(Source data)
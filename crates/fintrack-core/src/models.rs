//! Record model shared with the remote API

use chrono::{DateTime, Utc};
use serde::{Deserialize, Serialize};

/// One ledger entry owned by a user
#[derive(Debug, Clone, PartialEq, Serialize, Deserialize)]
#[serde(rename_all = "camelCase")]
pub struct FinancialRecord {
    /// Server-assigned identifier, absent until created
    #[serde(rename = "_id", alias = "id", default, skip_serializing_if = "Option::is_none")]
    pub id: Option<String>,
    /// Owner identifier
    pub user_id: String,
    /// When the transaction happened
    pub date: DateTime<Utc>,
    pub description: String,
    /// Signed amount, negative for spending
    pub amount: f64,
    pub category: String,
    pub payment_method: String,
}

impl FinancialRecord {
    /// Build a record that has not been stored yet
    pub fn new(
        user_id: &str,
        date: DateTime<Utc>,
        description: &str,
        amount: f64,
        category: &str,
        payment_method: &str,
    ) -> Self {
        Self {
            id: None,
            user_id: user_id.to_string(),
            date,
            description: description.to_string(),
            amount,
            category: category.to_string(),
            payment_method: payment_method.to_string(),
        }
    }

    /// Whether this record carries the given identifier
    pub fn has_id(&self, id: &str) -> bool {
        self.id.as_deref() == Some(id)
    }

    /// Copy with the owner replaced
    pub fn owned_by(mut self, user_id: &str) -> Self {
        self.user_id = user_id.to_string();
        self
    }
}
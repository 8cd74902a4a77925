//! Auth routes - Sign in and sign out

pub mod page;

pub use page::{page_sign_in, sign_in, sign_out};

Problem details = Each record above, in full: retype it verbatim.

Solution for this task =
filename crates/fintrack-core/src/models.rs
//! Record model shared with the remote API

use chrono::{DateTime, Utc};
use serde::{Deserialize, Serialize};

/// One ledger entry owned by a user
#[derive(Debug, Clone, PartialEq, Serialize, Deserialize)]
#[serde(rename_all = "camelCase")]
pub struct FinancialRecord {
    /// Server-assigned identifier, absent until created
    #[serde(rename = "_id", alias = "id", default, skip_serializing_if = "Option::is_none")]
    pub id: Option<String>,
    /// Owner identifier
    pub user_id: String,
    /// When the transaction happened
    pub date: DateTime<Utc>,
    pub description: String,
    /// Signed amount, negative for spending
    pub amount: f64,
    pub category: String,
    pub payment_method: String,
}

impl FinancialRecord {
    /// Build a record that has not been stored yet
    pub fn new(
        user_id: &str,
        date: DateTime<Utc>,
        description: &str,
        amount: f64,
        category: &str,
        payment_method: &str,
    ) -> Self {
        Self {
            id: None,
            user_id: user_id.to_string(),
            date,
            description: description.to_string(),
            amount,
            category: category.to_string(),
            payment_method: payment_method.to_string(),
        }
    }

    /// Whether this record carries the given identifier
    pub fn has_id(&self, id: &str) -> bool {
        self.id.as_deref() == Some(id)
    }

    /// Copy with the owner replaced
    pub fn owned_by(mut self, user_id: &str) -> Self {
        self.user_id = user_id.to_string();
        self
    }
}
repository 8cd74902a4a77925
//! Auth routes - Sign in and sign out

pub mod page;

pub use page::{page_sign_in, sign_in, sign_out};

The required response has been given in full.